Friday, December 7, 2007
A question of priorities
Yesterday I spied on the forums an outfit called Jihad Joe. Made by Fedor Mcnally, and advertised as
"So Gi-Joe has been getting too comfortable with Barbie and has no competition, so He has began to pimp Barbie out. Gi-Joe's technology and weapons is too great for ken, because Ken is a hippy and vegan.
BUT NOW OUT IS JIHAD-JOE. Jihad-Joe comes with a shemagh (head rag), in 2 colors, but is modifiable if you wish to customize your shemagh. it also comes with a pipe bomb vest that explodes via a grille igniter that is located on the HUD, the explosion both pushes, and kills.
4 gestures are included to shout at gi-joe to encourage him to repent and take into consideration what he is doing to Barbie is WRONG.
But don't worry, this isn't only for men, there is also a jihad-jane for Barbies who wish to convert and rebel against their rulers."
Obviously I decided that would be a riot and scampered off to purchase it. The problem comes when I have a few friends who have decided that 'jihad joe' is wrong. They didn't necessarily say it was sick and wrong. But wrong nevertheless. This got me thinking.
Yes. It's symbolic of murder and destruction. But so is a gun, which I've previously blogged as fashion accessories on the grid and no one batted an eyelid.
So why do we have different priorities? Second Life is all about dressing up in costumes and outfits, body shapes, genders, races and species that are different from the real life ones sitting at the computer. And just about everyone has opinions on which guises are tasteful and which are at the other end of the scale descending from mildly annoying to downright offensive. Dressing up like a pirate or viking is fine, humourous even, despite the fact that historically both these groups spent much of their time raping and pillaging and generally being bastardy. But dressing up like a nazi is 'in bad taste'. When does something stop being a 'sacred cow'?

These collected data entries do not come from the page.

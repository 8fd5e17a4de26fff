//! Command surface for flaky-test assessment and quarantine management.
//!
//! Hosts can embed the same behavior the `flakeguard` binary exposes:
//! - [`run_cli`] for full parsed CLI execution.
//! - [`run_flake_with_db`] for direct [`FlakeCommand`] execution against a DB path.
//! - [`run_flake`] for execution against an existing [`SqliteFlakeStore`].
//!
//! Every command prints one pretty JSON document on stdout. Logs go to stderr.

use std::path::{Path, PathBuf};

use anyhow::{anyhow, Context, Result};
use clap::{Args, Parser, Subcommand, ValueEnum};
use flakeguard_analysis::{HttpAnalysisConfig, HttpJsonAnalysisProvider, MockAnalysisProvider};
use flakeguard_core::{
    assess, now_utc, parse_rfc3339_utc, should_auto_quarantine, AnalysisProvider, AnalysisResult,
    Assessment, FlakeError, PatternThresholds, QuarantineLifecycle, QuarantineNotice,
    QuarantineNotifier, QuarantineReason, RetryStrategy, SuggestionCache, TestId,
    TestRunStatistics,
};
use flakeguard_store_sqlite::SqliteFlakeStore;
use serde::Serialize;
use serde_json::{json, Value};
use tracing::info;

const DEFAULT_ORG_ID: &str = "default";

#[derive(Debug, Parser)]
#[command(name = "flakeguard")]
#[command(about = "Flaky test assessment and quarantine CLI")]
pub struct Cli {
    #[arg(long, default_value = "./flakeguard.sqlite3")]
    db: PathBuf,

    #[command(subcommand)]
    command: Command,
}

#[derive(Debug, Subcommand)]
pub enum Command {
    Flake {
        #[command(subcommand)]
        command: Box<FlakeCommand>,
    },
}

#[derive(Debug, Subcommand)]
pub enum FlakeCommand {
    /// Score one test. Records it as tracked but never quarantines it.
    Assess(AssessArgs),
    Quarantine {
        #[command(subcommand)]
        command: Box<QuarantineCommand>,
    },
    Sweep(SweepArgs),
    Config {
        #[command(subcommand)]
        command: Box<ConfigCommand>,
    },
    RetryStrategy {
        #[command(subcommand)]
        command: Box<RetryStrategyCommand>,
    },
    Analyze(AnalyzeArgs),
}

#[derive(Debug, Args)]
pub struct AssessArgs {
    #[arg(long)]
    stats: PathBuf,
    #[arg(long)]
    patterns: Option<PathBuf>,
    #[arg(long, default_value = DEFAULT_ORG_ID)]
    org_id: String,
}

#[derive(Debug, Subcommand)]
pub enum QuarantineCommand {
    Add(QuarantineArgs),
    Release(QuarantineArgs),
    Show(TestArgs),
    History(HistoryArgs),
    List,
}

#[derive(Debug, Args)]
pub struct QuarantineArgs {
    #[arg(long)]
    test_id: String,
    #[arg(long, default_value = DEFAULT_ORG_ID)]
    org_id: String,
    #[arg(long)]
    at: Option<String>,
}

#[derive(Debug, Args)]
pub struct TestArgs {
    #[arg(long)]
    test_id: String,
}

#[derive(Debug, Args)]
pub struct HistoryArgs {
    #[arg(long)]
    test_id: String,
    #[arg(long)]
    limit: Option<usize>,
}

#[derive(Debug, Args)]
pub struct SweepArgs {
    /// JSON array of statistics snapshots.
    #[arg(long)]
    stats: PathBuf,
    #[arg(long)]
    patterns: Option<PathBuf>,
    #[arg(long, default_value = DEFAULT_ORG_ID)]
    org_id: String,
    #[arg(long)]
    at: Option<String>,
}

#[derive(Debug, Subcommand)]
pub enum ConfigCommand {
    Show(OrgArgs),
    Set(ConfigSetArgs),
}

#[derive(Debug, Args)]
pub struct OrgArgs {
    #[arg(long, default_value = DEFAULT_ORG_ID)]
    org_id: String,
}

#[derive(Debug, Args)]
pub struct ConfigSetArgs {
    #[arg(long, default_value = DEFAULT_ORG_ID)]
    org_id: String,
    #[arg(long)]
    enabled: Option<bool>,
    #[arg(long)]
    threshold: Option<f64>,
    #[arg(long)]
    min_runs: Option<u64>,
    #[arg(long)]
    notify_on_quarantine: Option<bool>,
}

#[derive(Debug, Subcommand)]
pub enum RetryStrategyCommand {
    Show(OrgArgs),
    Set(RetryStrategySetArgs),
    Recommend(RetryRecommendArgs),
}

#[derive(Debug, Args)]
pub struct RetryStrategySetArgs {
    #[arg(long, default_value = DEFAULT_ORG_ID)]
    org_id: String,
    #[arg(long)]
    file: PathBuf,
}

#[derive(Debug, Args)]
pub struct RetryRecommendArgs {
    #[arg(long, default_value = DEFAULT_ORG_ID)]
    org_id: String,
    #[arg(long, conflicts_with = "stats")]
    score: Option<f64>,
    #[arg(long)]
    stats: Option<PathBuf>,
}

#[derive(Debug, Args)]
pub struct AnalyzeArgs {
    #[arg(long)]
    stats: PathBuf,
    #[arg(long)]
    patterns: Option<PathBuf>,
    #[arg(long, value_enum, default_value_t = ProviderArg::Mock)]
    provider: ProviderArg,
    #[arg(long, conflicts_with = "provider_params")]
    url: Option<String>,
    /// JSON object with `url`, `timeout_ms`, `headers` and `auth_bearer_env`.
    #[arg(long)]
    provider_params: Option<PathBuf>,
    #[arg(long)]
    timeout_ms: Option<u64>,
    #[arg(long)]
    refresh: bool,
    #[arg(long)]
    at: Option<String>,
}

#[derive(Debug, Clone, Copy, PartialEq, Eq, ValueEnum)]
pub enum ProviderArg {
    Mock,
    Http,
}

#[derive(Debug, Serialize)]
struct AssessReport {
    assessment: Assessment,
    recommended_retries: u32,
    quarantine_recommended: bool,
    quarantined: bool,
}

/// Emits quarantine notices as structured `info` events on stderr.
#[derive(Debug, Default)]
pub struct LogNotifier;

impl QuarantineNotifier for LogNotifier {
    fn notify_quarantined(&self, notice: &QuarantineNotice) -> Result<(), FlakeError> {
        info!(
            org_id = %notice.org_id,
            test_id = %notice.test_id,
            reason = notice.reason.as_str(),
            score = notice.score,
            "quarantine notification"
        );
        Ok(())
    }
}

/// Executes the parsed top-level CLI command graph.
///
/// # Errors
/// Returns an error when opening or migrating the database fails, or when
/// command execution fails.
pub fn run_cli(cli: Cli) -> Result<()> {
    match cli.command {
        Command::Flake { command } => run_flake_with_db(&cli.db, *command),
    }
}

/// # Errors
/// Returns an error when opening or migrating the database fails, or when
/// command execution fails.
pub fn run_flake_with_db(db_path: &Path, command: FlakeCommand) -> Result<()> {
    let mut store = SqliteFlakeStore::open(db_path)?;
    store.migrate()?;
    run_flake(command, &mut store)
}

/// # Errors
/// Returns an error when inputs are invalid or a store operation fails.
pub fn run_flake(command: FlakeCommand, store: &mut SqliteFlakeStore) -> Result<()> {
    match command {
        FlakeCommand::Assess(args) => {
            let stats = read_stats(&args.stats)?;
            let thresholds = read_thresholds(args.patterns.as_deref())?;
            let strategy = store
                .get_retry_strategy(&args.org_id)?
                .unwrap_or_else(RetryStrategy::v1);

            let notifier = LogNotifier;
            let mut lifecycle = QuarantineLifecycle::new(args.org_id, store, &notifier);
            let config = lifecycle.config()?;
            let (assessment, state) = lifecycle.assess(&stats, &thresholds)?;
            let quarantined = state.is_quarantined();

            let report = AssessReport {
                recommended_retries: strategy.recommend(assessment.score()),
                quarantine_recommended: should_auto_quarantine(
                    &assessment,
                    stats.total_runs,
                    &config,
                ),
                quarantined,
                assessment,
            };
            print_json(&report)
        }
        FlakeCommand::Quarantine { command } => run_quarantine(*command, store),
        FlakeCommand::Sweep(args) => {
            let snapshots = read_stats_list(&args.stats)?;
            let thresholds = read_thresholds(args.patterns.as_deref())?;
            let at = parse_optional_utc(args.at.as_deref())?;

            let notifier = LogNotifier;
            let mut lifecycle = QuarantineLifecycle::new(args.org_id, store, &notifier);
            let report = lifecycle.sweep(&snapshots, &thresholds, at)?;
            print_json(&report)
        }
        FlakeCommand::Config { command } => run_config(*command, store),
        FlakeCommand::RetryStrategy { command } => run_retry_strategy(*command, store),
        FlakeCommand::Analyze(args) => run_analyze(args, store),
    }
}

fn run_quarantine(command: QuarantineCommand, store: &mut SqliteFlakeStore) -> Result<()> {
    let notifier = LogNotifier;
    match command {
        QuarantineCommand::Add(args) => {
            let test_id = parse_test_id(&args.test_id)?;
            let at = parse_optional_utc(args.at.as_deref())?;
            let mut lifecycle = QuarantineLifecycle::new(args.org_id, store, &notifier);
            let outcome = lifecycle.quarantine(&test_id, QuarantineReason::Manual, at)?;
            print_json(&outcome)
        }
        QuarantineCommand::Release(args) => {
            let test_id = parse_test_id(&args.test_id)?;
            let at = parse_optional_utc(args.at.as_deref())?;
            let mut lifecycle = QuarantineLifecycle::new(args.org_id, store, &notifier);
            let outcome = lifecycle.release(&test_id, at)?;
            print_json(&outcome)
        }
        QuarantineCommand::Show(args) => {
            let test_id = parse_test_id(&args.test_id)?;
            let lifecycle = QuarantineLifecycle::new(DEFAULT_ORG_ID, store, &notifier);
            print_json(&lifecycle.state(&test_id)?)
        }
        QuarantineCommand::History(args) => {
            let test_id = parse_test_id(&args.test_id)?;
            print_json(&store.list_transitions(&test_id, args.limit)?)
        }
        QuarantineCommand::List => print_json(&store.list_quarantined()?),
    }
}

fn run_config(command: ConfigCommand, store: &mut SqliteFlakeStore) -> Result<()> {
    let notifier = LogNotifier;
    match command {
        ConfigCommand::Show(args) => {
            let lifecycle = QuarantineLifecycle::new(args.org_id, store, &notifier);
            print_json(&lifecycle.config()?)
        }
        ConfigCommand::Set(args) => {
            let mut lifecycle = QuarantineLifecycle::new(args.org_id, store, &notifier);
            let mut config = lifecycle.config()?;
            if let Some(enabled) = args.enabled {
                config.enabled = enabled;
            }
            if let Some(threshold) = args.threshold {
                config.threshold = threshold;
            }
            if let Some(min_runs) = args.min_runs {
                config.min_runs = min_runs;
            }
            if let Some(notify) = args.notify_on_quarantine {
                config.notify_on_quarantine = notify;
            }
            lifecycle.update_config(&config)?;
            print_json(&config)
        }
    }
}

fn run_retry_strategy(command: RetryStrategyCommand, store: &SqliteFlakeStore) -> Result<()> {
    match command {
        RetryStrategyCommand::Show(args) => {
            let strategy = store
                .get_retry_strategy(&args.org_id)?
                .unwrap_or_else(RetryStrategy::v1);
            print_json(&strategy)
        }
        RetryStrategyCommand::Set(args) => {
            let value = read_json_file(&args.file)?;
            let strategy = RetryStrategy::from_json(&value)?;
            store.upsert_retry_strategy(&args.org_id, &strategy)?;
            print_json(&strategy)
        }
        RetryStrategyCommand::Recommend(args) => {
            let strategy = store
                .get_retry_strategy(&args.org_id)?
                .unwrap_or_else(RetryStrategy::v1);
            let score = match (args.score, args.stats) {
                (Some(score), _) => Some(score),
                (None, Some(path)) => flakeguard_core::flakiness_score(&read_stats(&path)?),
                (None, None) => return Err(anyhow!("either --score or --stats is required")),
            };
            print_json(&json!({
                "score": score,
                "recommended_retries": strategy.recommend(score),
                "max_retries": strategy.max_retries,
            }))
        }
    }
}

fn run_analyze(args: AnalyzeArgs, store: &SqliteFlakeStore) -> Result<()> {
    let stats = read_stats(&args.stats)?;
    let thresholds = read_thresholds(args.patterns.as_deref())?;
    let at = parse_optional_utc(args.at.as_deref())?;
    let assessment = assess(&stats, &thresholds)?;

    let provider: Box<dyn AnalysisProvider> = match args.provider {
        ProviderArg::Mock => Box::new(MockAnalysisProvider::new()),
        ProviderArg::Http => {
            let mut config = match (args.provider_params, args.url) {
                (Some(path), _) => HttpAnalysisConfig::from_params(&read_json_file(&path)?)?,
                (None, Some(url)) => HttpAnalysisConfig::new(url),
                (None, None) => {
                    return Err(anyhow!(
                        "--url or --provider-params is required with --provider http"
                    ))
                }
            };
            if let Some(timeout_ms) = args.timeout_ms {
                config.timeout_ms = timeout_ms;
            }
            Box::new(HttpJsonAnalysisProvider::new(config))
        }
    };

    let cache = SuggestionCache::new();
    if let Some(entry) = store.get_suggestion(&stats.test_id)? {
        cache.put(entry);
    }

    let result = if args.refresh {
        cache.refresh(provider.as_ref(), &stats, &assessment, at)
    } else {
        cache.analyze(provider.as_ref(), &stats, &assessment, at)
    };

    if let AnalysisResult::Available {
        entry,
        from_cache: false,
    } = &result
    {
        store.put_suggestion(entry)?;
    }

    print_json(&json!({
        "assessment": assessment,
        "analysis": result,
    }))
}

fn read_json_file(path: &Path) -> Result<Value> {
    let raw = std::fs::read_to_string(path)
        .with_context(|| format!("failed to read {}", path.display()))?;
    serde_json::from_str(&raw).with_context(|| format!("{} must be valid JSON", path.display()))
}

fn read_stats(path: &Path) -> Result<TestRunStatistics> {
    let value = read_json_file(path)?;
    Ok(TestRunStatistics::from_json(&value)?)
}

/// Decodes without validating; the sweep reports inconsistent snapshots
/// per test instead of rejecting the whole batch.
fn read_stats_list(path: &Path) -> Result<Vec<TestRunStatistics>> {
    match read_json_file(path)? {
        Value::Array(items) => items
            .into_iter()
            .enumerate()
            .map(|(index, item)| {
                serde_json::from_value(item)
                    .with_context(|| format!("invalid statistics entry at index {index}"))
            })
            .collect(),
        _ => Err(anyhow!("{} must contain a JSON array", path.display())),
    }
}

fn read_thresholds(path: Option<&Path>) -> Result<PatternThresholds> {
    match path {
        Some(path) => Ok(PatternThresholds::from_json(&read_json_file(path)?)?),
        None => Ok(PatternThresholds::v1()),
    }
}

fn parse_optional_utc(raw: Option<&str>) -> Result<time::OffsetDateTime> {
    match raw {
        Some(value) => parse_rfc3339_utc(value).map_err(|err| anyhow!("invalid timestamp: {err}")),
        None => Ok(now_utc()),
    }
}

fn parse_test_id(raw: &str) -> Result<TestId> {
    TestId::new(raw).with_context(|| format!("invalid test id: {raw:?}"))
}

fn print_json<T: Serialize>(value: &T) -> Result<()> {
    println!("{}", serde_json::to_string_pretty(value)?);
    Ok(())
}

Time is definitely a big factor in making distasteful subjects more acceptable - not many people cringe when the Spanish Inquisition is mentioned, but moving forward into the 20th century, into living memory, Naziism is still a highly emotive topic. Humour is a good measure of when past events become socially acceptable. It's okay to mock and laugh at the Nazis, but to do the same with the Holocaust would undoubtedly be considered in deeply bad taste. There's also a good helping of historical manipulation when it comes to uncomfortable events from the past. I doubt many people would recoil in horror at seeing an avatar dressed up as Columbus, despite his extermination policies that saw the death of millions of Native Americans, ranking as one of the worst genocides in human history.
In 2001 a british satirical show, Brass Eye, aired an hour long special regarding paedophilia and the moral panic drummed up by various media outlets at the time, leading to a witch hunt in which many innocent members of the public had their lives upended. The show inevitably recieved a slew of complaints. Despite the absurdity of the jokes (internet paedophiles can make computer keyboards emit noxious fumes in order to subdue children), many of these complaints were from politicians who later admitted that they hadn't actually seen the show. Many people were left questioning why it was wrong to take the piss out of paedophiles.
Maybe it's just human nature. People feel normal and accepted when they have something definite to fear, a shared enemy to loathe. And maybe that's a good thing.